Como el personaje célebre de Lampedusa, el régimen ha comprendido que «es preciso que algunas cosas cambien, para que todo siga como está». Ha perdido dramatismo, pero ha ganado astucia. En la flamante Carta Orgánica desaparece la terminología fascista, «verticalismo», «jerarquía», «totalitarismo», ya no se postula «organizar al mundo del trabajo como un ejército ordenado y creador»; para la misma Falange la nueva Constitución equivale a un certificado de defunción, expedido por su propio Jefe Nacional. La muerte llega cuando ya las cinco flechas y el yugo habían dejado de ser el símbolo que sellaba el ingreso a la fraternidad fascista de la violencia y la aventura, para convertirse no más que en una buena llave para llegar a una vida fácil y acomodada. También la «dialéctica de las pistolas» había alcanzado la etapa de la buena digestión: el humor popular decía en Madrid que a la Falange, como a los almacenes SEPU, se entra por la avenida José Antonio y se sale por la calle del Desengaño: de la romántica leyenda de los señoritos idealistas a la corrupción y el arribismo.

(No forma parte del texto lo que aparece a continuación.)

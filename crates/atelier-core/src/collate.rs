//! # Collation
//!
//! Locale-aware ordering for the title and artist sorts.
//!
//! Visitors expect "de Vries" next to "De Vries" and "Één" next to "Een",
//! not after every capitalised or unaccented name. Strings are compared in
//! three levels, the way a collator does for Western European text:
//!
//! ```text
//! 1. primary   base letters, case and accents folded   ("een" == "Één")
//! 2. secondary unaccented before accented              ("een" <  "één")
//! 3. tertiary  lowercase before uppercase              ("een" <  "Een")
//! ```
//!
//! Only Latin-1 and Latin Extended-A accents are folded; other scripts fall
//! back to code point order after lowercasing.

use std::cmp::Ordering;

/// Compares two strings for display ordering.
///
/// ## Example
/// ```rust
/// use atelier_core::collate::compare;
/// use std::cmp::Ordering;
///
/// assert_eq!(compare("amsterdam", "Dutch"), Ordering::Less);
/// assert_eq!(compare("Écluse", "Eindhoven"), Ordering::Less);
/// ```
pub fn compare(a: &str, b: &str) -> Ordering {
    let primary = a
        .chars()
        .flat_map(fold)
        .cmp(b.chars().flat_map(fold));
    if primary != Ordering::Equal {
        return primary;
    }

    let secondary = a
        .chars()
        .map(|c| base_letter(c).is_some())
        .cmp(b.chars().map(|c| base_letter(c).is_some()));
    if secondary != Ordering::Equal {
        return secondary;
    }

    a.chars()
        .map(char::is_uppercase)
        .cmp(b.chars().map(char::is_uppercase))
}

/// Primary collation key for one character.
fn fold(c: char) -> impl Iterator<Item = char> {
    base_letter(c).unwrap_or(c).to_lowercase()
}

/// Base letter of an accented Latin character, if it has one.
fn base_letter(c: char) -> Option<char> {
    let base = match c {
        'À'..='Å' | 'Ā' | 'Ă' | 'Ą' => 'A',
        'à'..='å' | 'ā' | 'ă' | 'ą' => 'a',
        'Ç' | 'Ć' | 'Č' => 'C',
        'ç' | 'ć' | 'č' => 'c',
        'È'..='Ë' | 'Ē' | 'Ė' | 'Ę' | 'Ě' => 'E',
        'è'..='ë' | 'ē' | 'ė' | 'ę' | 'ě' => 'e',
        'Ì'..='Ï' | 'Ī' | 'Į' => 'I',
        'ì'..='ï' | 'ī' | 'į' => 'i',
        'Ñ' | 'Ń' | 'Ň' => 'N',
        'ñ' | 'ń' | 'ň' => 'n',
        'Ò'..='Ö' | 'Ø' | 'Ō' | 'Ő' => 'O',
        'ò'..='ö' | 'ø' | 'ō' | 'ő' => 'o',
        'Ù'..='Ü' | 'Ū' | 'Ů' | 'Ű' => 'U',
        'ù'..='ü' | 'ū' | 'ů' | 'ű' => 'u',
        'Ý' | 'Ÿ' => 'Y',
        'ý' | 'ÿ' => 'y',
        'Š' => 'S',
        'š' => 's',
        'Ž' => 'Z',
        'ž' => 'z',
        _ => return None,
    };
    Some(base)
}

#[cfg(test)]
mod tests {
    use super::*;

    #[test]
    fn test_case_is_folded_at_primary_level() {
        assert_eq!(compare("amsterdam Sunset", "Dutch Windmills"), Ordering::Less);
        assert_eq!(compare("Zee", "appel"), Ordering::Greater);
    }

    #[test]
    fn test_lowercase_sorts_before_uppercase_on_tie() {
        assert_eq!(compare("de Vries", "De Vries"), Ordering::Less);
        assert_eq!(compare("De Vries", "De Vries"), Ordering::Equal);
    }

    #[test]
    fn test_accents_fold_then_break_ties() {
        assert_eq!(compare("Écluse", "Eindhoven"), Ordering::Less);
        assert_eq!(compare("een", "één"), Ordering::Less);
        assert_eq!(compare("café", "cafe"), Ordering::Greater);
    }

    #[test]
    fn test_prefix_sorts_first() {
        assert_eq!(compare("Sun", "Sunny Days"), Ordering::Less);
    }
}
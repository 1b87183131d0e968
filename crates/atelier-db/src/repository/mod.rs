//! # Repository Module
//!
//! Database repository implementations for Atelier.
//!
//! ## Repository Pattern
//! ```text
//! ┌─────────────────────────────────────────────────────────────────────────┐
//! │                                                                         │
//! │  Catalog source / command                                              │
//! │       │                                                                 │
//! │       │  db.artworks().list()                                          │
//! │       ▼                                                                 │
//! │  ArtworkRepository                  PreferenceRepository               │
//! │  ├── list()                         ├── get(key)                       │
//! │  ├── get_by_id(id)                  ├── set(key, value)                │
//! │  ├── insert(artwork, position)      └── remove(key)                    │
//! │  ├── replace_all(artworks)                                             │
//! │  └── count()                                                           │
//! │       │                                                                 │
//! │       │  SQL Query                                                      │
//! │       ▼                                                                 │
//! │  SQLite Database                                                       │
//! └─────────────────────────────────────────────────────────────────────────┘
//! ```

pub mod artwork;
pub mod preference;
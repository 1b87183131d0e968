//! # Gallery Commands
//!
//! Functions the view calls. Each takes only the state it needs and
//! returns `Result<T, ApiError>`.
//!
//! ## Command Groups
//! - [`catalog`] - Grid, detail page, filter panel facets
//! - [`filter`] - Criteria changes from the filter panel
//! - [`preferences`] - Language and colour theme
//! - [`inquiry`] - Purchase inquiry link

pub mod catalog;
pub mod filter;
pub mod inquiry;
pub mod preferences;
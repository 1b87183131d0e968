//! # Field Validators
//!
//! Rules for the purchase inquiry form.
//!
//! ```text
//!   name     ──► validate_min_length(2)
//!   email    ──► validate_email
//!   address  ──► validate_min_length(10)
//!                    │
//!                    ▼
//!   every failing field reported at once ──► no link until the list is empty
//! ```
//!
//! The view runs the same rules as the visitor types. Filter criteria are
//! never validated: the criteria store takes every value as given.
//!
//! ```rust
//! use atelier_core::validation::{validate_email, validate_min_length};
//!
//! assert!(validate_email("email", "anna@example.nl").is_ok());
//! assert!(validate_min_length("name", "A", 2).is_err());
//! ```

use crate::error::ValidationError;

pub type ValidationResult<T> = Result<T, ValidationError>;

/// Fails when the trimmed value is empty.
pub fn validate_required(field: &str, value: &str) -> ValidationResult<()> {
    if value.trim().is_empty() {
        return Err(ValidationError::Required {
            field: field.to_string(),
        });
    }
    Ok(())
}

/// Required, then at least `min` characters (not bytes) after trimming.
///
/// ## Example
/// ```rust
/// use atelier_core::validation::validate_min_length;
///
/// assert!(validate_min_length("name", "Jo", 2).is_ok());
/// assert!(validate_min_length("name", "  ", 2).is_err());
/// ```
pub fn validate_min_length(field: &str, value: &str, min: usize) -> ValidationResult<()> {
    validate_required(field, value)?;

    if value.trim().chars().count() < min {
        return Err(ValidationError::TooShort {
            field: field.to_string(),
            min,
        });
    }
    Ok(())
}

/// Required, then a syntactically valid `local@domain` address.
///
/// ## Rules
/// - Exactly one `@` with a non-empty local part
/// - No whitespace anywhere
/// - Domain made of non-empty dot-separated labels of letters, digits and `-`
pub fn validate_email(field: &str, value: &str) -> ValidationResult<()> {
    validate_required(field, value)?;

    let invalid = || ValidationError::InvalidEmail {
        field: field.to_string(),
    };

    let value = value.trim();
    if value.chars().any(char::is_whitespace) {
        return Err(invalid());
    }

    let (local, domain) = value.split_once('@').ok_or_else(invalid)?;
    if local.is_empty() || domain.contains('@') {
        return Err(invalid());
    }

    let labels_ok = domain.split('.').all(|label| {
        !label.is_empty()
            && !label.starts_with('-')
            && !label.ends_with('-')
            && label.chars().all(|c| c.is_alphanumeric() || c == '-')
    });
    if !labels_ok {
        return Err(invalid());
    }

    Ok(())
}

#[cfg(test)]
mod tests {
    use super::*;

    #[test]
    fn test_validate_required() {
        assert!(validate_required("name", "Anna").is_ok());
        assert_eq!(
            validate_required("name", "   "),
            Err(ValidationError::Required {
                field: "name".to_string()
            })
        );
    }

    #[test]
    fn test_validate_min_length_counts_chars() {
        assert!(validate_min_length("name", "Åø", 2).is_ok());
        assert_eq!(
            validate_min_length("address", "Dam 1", 10),
            Err(ValidationError::TooShort {
                field: "address".to_string(),
                min: 10
            })
        );
    }

    #[test]
    fn test_validate_email() {
        assert!(validate_email("email", "anna@example.nl").is_ok());
        assert!(validate_email("email", "anna@localhost").is_ok());
        assert!(validate_email("email", "anna.de.vries+art@mail.example.com").is_ok());

        assert!(matches!(
            validate_email("email", ""),
            Err(ValidationError::Required { .. })
        ));
        for bad in ["anna", "@example.nl", "anna@", "anna@@example.nl", "an na@example.nl", "anna@example..nl"] {
            assert!(
                matches!(validate_email("email", bad), Err(ValidationError::InvalidEmail { .. })),
                "{} should be invalid",
                bad
            );
        }
    }
}
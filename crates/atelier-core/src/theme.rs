//! # Theme
//!
//! Colour schemes for the gallery pages.
//!
//! ## Resolution
//! ```text
//! ┌─────────────────────────────────────────────────────────────────────────┐
//! │  ThemePreference                                                        │
//! │                                                                         │
//! │  scheme: warm          ──► 10 colours from the named scheme            │
//! │  overrides: {primary}  ──► replaces individual colours on top          │
//! │                                                                         │
//! │  resolve() ──► Palette ──► css_vars():                                 │
//! │                  --color-primary:      #123456   (override)            │
//! │                  --color-primary-dark: #ee5a52   (warm)                │
//! │                  ...                                                    │
//! └─────────────────────────────────────────────────────────────────────────┘
//! ```
//!
//! Persisted as two preference keys: `colorScheme` (scheme name) and
//! `customColors` (JSON object of token → colour).

use std::collections::BTreeMap;
use std::fmt;
use std::str::FromStr;

use serde::{Deserialize, Serialize};
use ts_rs::TS;

use crate::error::ValidationError;

pub const SCHEME_KEY: &str = "colorScheme";
pub const CUSTOM_COLORS_KEY: &str = "customColors";

// =============================================================================
// Colour Tokens
// =============================================================================

/// One themable colour.
#[derive(Debug, Clone, Copy, PartialEq, Eq, PartialOrd, Ord, Hash, Serialize, Deserialize, TS)]
#[ts(export)]
#[serde(rename_all = "camelCase")]
pub enum ColorToken {
    Primary,
    PrimaryDark,
    Secondary,
    Accent,
    NeutralLight,
    NeutralSoft,
    NeutralMid,
    NeutralDark,
    Danger,
    Warning,
}

impl ColorToken {
    pub const ALL: [ColorToken; 10] = [
        ColorToken::Primary,
        ColorToken::PrimaryDark,
        ColorToken::Secondary,
        ColorToken::Accent,
        ColorToken::NeutralLight,
        ColorToken::NeutralSoft,
        ColorToken::NeutralMid,
        ColorToken::NeutralDark,
        ColorToken::Danger,
        ColorToken::Warning,
    ];

    /// camelCase name used in stored overrides.
    pub const fn name(&self) -> &'static str {
        match self {
            ColorToken::Primary => "primary",
            ColorToken::PrimaryDark => "primaryDark",
            ColorToken::Secondary => "secondary",
            ColorToken::Accent => "accent",
            ColorToken::NeutralLight => "neutralLight",
            ColorToken::NeutralSoft => "neutralSoft",
            ColorToken::NeutralMid => "neutralMid",
            ColorToken::NeutralDark => "neutralDark",
            ColorToken::Danger => "danger",
            ColorToken::Warning => "warning",
        }
    }

    /// CSS custom property name.
    ///
    /// ## Example
    /// ```rust
    /// use atelier_core::theme::ColorToken;
    ///
    /// assert_eq!(ColorToken::PrimaryDark.css_var_name(), "--color-primary-dark");
    /// ```
    pub fn css_var_name(&self) -> String {
        let mut kebab = String::new();
        for c in self.name().chars() {
            if c.is_ascii_uppercase() {
                kebab.push('-');
            }
            kebab.push(c.to_ascii_lowercase());
        }
        format!("--color-{}", kebab)
    }

    const fn index(&self) -> usize {
        *self as usize
    }
}

impl FromStr for ColorToken {
    type Err = ValidationError;

    fn from_str(s: &str) -> Result<Self, Self::Err> {
        ColorToken::ALL
            .into_iter()
            .find(|token| token.name() == s)
            .ok_or_else(|| ValidationError::NotAllowed {
                field: "color".to_string(),
                allowed: ColorToken::ALL.iter().map(|t| t.name().to_string()).collect(),
            })
    }
}

// =============================================================================
// Schemes
// =============================================================================

/// The predefined colour schemes.
#[derive(Debug, Clone, Copy, PartialEq, Eq, Hash, Default, Serialize, Deserialize, TS)]
#[ts(export)]
#[serde(rename_all = "lowercase")]
pub enum SchemeName {
    #[default]
    Default,
    Ocean,
    Warm,
    Forest,
}

// Colours in `ColorToken::ALL` order.
const DEFAULT_COLORS: [&str; 10] = [
    "#007bff", "#0056b3", "#6c757d", "#28a745", "#f8f9fa", "#e9ecef", "#6c757d", "#333333",
    "#dc3545", "#ffc107",
];
const OCEAN_COLORS: [&str; 10] = [
    "#006994", "#004d6f", "#5c8a9a", "#00acc1", "#f0f4f5", "#d4e1e5", "#6c8a94", "#2c3e44",
    "#e74c3c", "#f39c12",
];
const WARM_COLORS: [&str; 10] = [
    "#ff6b6b", "#ee5a52", "#95a5a6", "#f39c12", "#fef9f3", "#f5e6d3", "#7f8c8d", "#2c3e50",
    "#c0392b", "#e67e22",
];
const FOREST_COLORS: [&str; 10] = [
    "#27ae60", "#229954", "#7f8c8d", "#16a085", "#f4f9f4", "#d5e8d4", "#718c71", "#2c3e2c",
    "#e74c3c", "#f1c40f",
];

impl SchemeName {
    pub const ALL: [SchemeName; 4] = [
        SchemeName::Default,
        SchemeName::Ocean,
        SchemeName::Warm,
        SchemeName::Forest,
    ];

    pub const fn as_str(&self) -> &'static str {
        match self {
            SchemeName::Default => "default",
            SchemeName::Ocean => "ocean",
            SchemeName::Warm => "warm",
            SchemeName::Forest => "forest",
        }
    }

    /// The scheme's colour for one token.
    pub const fn color(&self, token: ColorToken) -> &'static str {
        let colors = match self {
            SchemeName::Default => &DEFAULT_COLORS,
            SchemeName::Ocean => &OCEAN_COLORS,
            SchemeName::Warm => &WARM_COLORS,
            SchemeName::Forest => &FOREST_COLORS,
        };
        colors[token.index()]
    }

    pub fn palette(&self) -> Palette {
        Palette(
            ColorToken::ALL
                .into_iter()
                .map(|token| (token, self.color(token).to_string()))
                .collect(),
        )
    }
}

impl fmt::Display for SchemeName {
    fn fmt(&self, f: &mut fmt::Formatter<'_>) -> fmt::Result {
        f.write_str(self.as_str())
    }
}

impl FromStr for SchemeName {
    type Err = ValidationError;

    fn from_str(s: &str) -> Result<Self, Self::Err> {
        SchemeName::ALL
            .into_iter()
            .find(|scheme| scheme.as_str() == s.trim())
            .ok_or_else(|| ValidationError::NotAllowed {
                field: "colorScheme".to_string(),
                allowed: SchemeName::ALL.iter().map(|s| s.as_str().to_string()).collect(),
            })
    }
}

// =============================================================================
// Palette & Preference
// =============================================================================

/// A fully resolved set of colours, one per token.
#[derive(Debug, Clone, PartialEq, Eq, Serialize, Deserialize, TS)]
#[ts(export)]
pub struct Palette(BTreeMap<ColorToken, String>);

impl Palette {
    pub fn get(&self, token: ColorToken) -> &str {
        self.0.get(&token).map(String::as_str).unwrap_or_default()
    }

    /// `(css variable, colour)` pairs in token order.
    pub fn css_vars(&self) -> Vec<(String, String)> {
        self.0
            .iter()
            .map(|(token, color)| (token.css_var_name(), color.clone()))
            .collect()
    }
}

/// The visitor's stored theme choice.
#[derive(Debug, Clone, PartialEq, Eq, Default, Serialize, Deserialize, TS)]
#[ts(export)]
#[serde(rename_all = "camelCase")]
pub struct ThemePreference {
    pub scheme: SchemeName,
    #[serde(default)]
    pub overrides: BTreeMap<ColorToken, String>,
}

impl ThemePreference {
    /// Switches scheme. Earlier single-colour overrides are dropped so the
    /// new scheme shows as designed.
    pub fn apply_scheme(&mut self, scheme: SchemeName) {
        self.scheme = scheme;
        self.overrides.clear();
    }

    /// Overrides one colour. The value is used verbatim as a CSS colour.
    pub fn set_color(&mut self, token: ColorToken, value: impl Into<String>) {
        self.overrides.insert(token, value.into());
    }

    /// Back to the default scheme without overrides.
    pub fn reset(&mut self) {
        *self = ThemePreference::default();
    }

    /// Scheme colours with overrides applied.
    ///
    /// ## Example
    /// ```rust
    /// use atelier_core::theme::{ColorToken, SchemeName, ThemePreference};
    ///
    /// let mut theme = ThemePreference::default();
    /// theme.apply_scheme(SchemeName::Warm);
    /// theme.set_color(ColorToken::Primary, "#123456");
    ///
    /// let palette = theme.resolve();
    /// assert_eq!(palette.get(ColorToken::Primary), "#123456");
    /// assert_eq!(palette.get(ColorToken::PrimaryDark), "#ee5a52");
    /// ```
    pub fn resolve(&self) -> Palette {
        let mut palette = self.scheme.palette();
        for (token, color) in &self.overrides {
            palette.0.insert(*token, color.clone());
        }
        palette
    }
}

Franco reniega, pues, del vocabulario fascista, y hasta de la organización sobre la que empinó su poder, pero no reniega, por cierto, de sí mismo: la reforma crea el cargo de presidente de gobierno, nuevo puesto aún no provisto, en condiciones tales que el Jefe de Estado continúa siendo la autoridad absoluta: el propio Franco hasta el día de su muerte. Teóricamente, el presidente puede vetar sus resoluciones, pero el jefe de Estado podría devolverle la gentileza: se reserva el derecho de designarlo y de destituirlo. Los partidos políticos siguen prohibidos. En lo que respecta a la libre expresión de la voluntad popular, la «democratización» no llega demasiado lejos: sólo una sexta parte de los diputados será elegida por sufragio directo.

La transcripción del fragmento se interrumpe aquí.